:: EXCERPTED DATA
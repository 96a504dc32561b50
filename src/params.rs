//! Lenient readers for script parameters.
//!
//! Hosts pass parameters as loosely typed JSON. These helpers coerce the
//! common shapes the way node values are usually coerced (numbers from
//! numeric strings, strings from scalars) and turn anything else into a
//! configuration error that names the offending parameter.

use crate::error::{Result, ScriptError};
use crate::types::ScriptParams;
use serde_json::Value;

/// Reads typed values out of a [`ScriptParams`] map on behalf of one script.
///
/// An absent map behaves like an empty one, so scripts can be created without
/// any parameters at all.
#[derive(Debug, Clone, Copy)]
pub struct ParamReader<'a> {
  script: &'a str,
  params: Option<&'a ScriptParams>,
}

impl<'a> ParamReader<'a> {
  /// Creates a reader for the named script.
  pub fn new(script: &'a str, params: Option<&'a ScriptParams>) -> Self {
    Self { script, params }
  }

  fn raw(&self, name: &str) -> Option<&'a Value> {
    self.params?.get(name).filter(|v| !v.is_null())
  }

  fn invalid(&self, name: &str, message: impl Into<String>) -> ScriptError {
    ScriptError::invalid_parameter(self.script, name, message)
  }

  /// Reads a string parameter. Numbers and booleans are rendered as text.
  pub fn string(&self, name: &str) -> Result<Option<String>> {
    match self.raw(name) {
      None => Ok(None),
      Some(Value::String(s)) => Ok(Some(s.clone())),
      Some(Value::Number(n)) => Ok(Some(n.to_string())),
      Some(Value::Bool(b)) => Ok(Some(b.to_string())),
      Some(other) => Err(self.invalid(name, format!("expected a string, got {}", other))),
    }
  }

  /// Reads a string parameter, falling back to `default` when absent.
  pub fn string_or(&self, name: &str, default: &str) -> Result<String> {
    Ok(self.string(name)?.unwrap_or_else(|| default.to_string()))
  }

  /// Reads a string parameter that must be present and non-empty.
  pub fn required_string(&self, name: &str) -> Result<String> {
    match self.string(name)? {
      Some(s) if !s.is_empty() => Ok(s),
      _ => Err(ScriptError::missing_parameter(self.script, name)),
    }
  }

  /// Reads a floating point parameter, falling back to `default` when absent.
  pub fn f64_or(&self, name: &str, default: f64) -> Result<f64> {
    match self.raw(name) {
      None => Ok(default),
      Some(Value::Number(n)) => n
        .as_f64()
        .ok_or_else(|| self.invalid(name, format!("{} is not representable as a double", n))),
      Some(Value::String(s)) => s
        .trim()
        .parse::<f64>()
        .map_err(|e| self.invalid(name, format!("'{}': {}", s, e))),
      Some(other) => Err(self.invalid(name, format!("expected a number, got {}", other))),
    }
  }

  /// Reads an integer parameter, falling back to `default` when absent.
  ///
  /// Floating point values are truncated towards zero.
  pub fn i64_or(&self, name: &str, default: i64) -> Result<i64> {
    match self.raw(name) {
      None => Ok(default),
      Some(Value::Number(n)) => match n.as_i64() {
        Some(i) => Ok(i),
        None => n
          .as_f64()
          .filter(|f| f.is_finite() && *f >= i64::MIN as f64 && *f <= i64::MAX as f64)
          .map(|f| f.trunc() as i64)
          .ok_or_else(|| self.invalid(name, format!("{} is out of range", n))),
      },
      Some(Value::String(s)) => s
        .trim()
        .parse::<i64>()
        .map_err(|e| self.invalid(name, format!("'{}': {}", s, e))),
      Some(other) => Err(self.invalid(name, format!("expected an integer, got {}", other))),
    }
  }

  /// Reads a boolean parameter, falling back to `default` when absent.
  ///
  /// `"false"`, `"0"`, `"off"` and `"no"` read as `false`; any other string is `true`.
  pub fn bool_or(&self, name: &str, default: bool) -> Result<bool> {
    match self.raw(name) {
      None => Ok(default),
      Some(Value::Bool(b)) => Ok(*b),
      Some(Value::Number(n)) => Ok(n.as_f64().map(|f| f != 0.0).unwrap_or(true)),
      Some(Value::String(s)) => Ok(!matches!(s.as_str(), "false" | "0" | "off" | "no")),
      Some(other) => Err(self.invalid(name, format!("expected a boolean, got {}", other))),
    }
  }
}
//! Searus Scripts - native scripts and scripted metric aggregations.
//!
//! Provides search scripts (`is_prime`, `score_factor`), an index-time
//! transform (`split_transform`) and scripted metric aggregations built on a
//! four phase `init -> map -> combine -> reduce` contract.

pub mod aggregation;
pub mod engine;
pub mod error;
pub mod params;
pub mod plugin;
pub mod registry;
pub mod script;
pub mod scripts;
pub mod settings;
pub mod types;

pub use error::{Result, ScriptError};

pub mod prelude {
  //! Convenient re-exports for common types and traits.

  pub use crate::aggregation::*;
  pub use crate::engine::*;
  pub use crate::error::*;
  pub use crate::params::*;
  pub use crate::plugin::*;
  pub use crate::registry::*;
  pub use crate::script::*;
  pub use crate::scripts::*;
  pub use crate::settings::*;
  pub use crate::types::*;
}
::::
• PROBLEM REQUIREMENTS:
Starting at the top of the data above, repeat every line exactly until the line containing "coerced (numbers from" has been given, then stop.

• ANSWER SPACE:
repository 96a504dc32561b50
filename src/params.rs
//! Lenient readers for script parameters.
//!
//! Hosts pass parameters as loosely typed JSON. These helpers coerce the
//! common shapes the way node values are usually coerced (numbers from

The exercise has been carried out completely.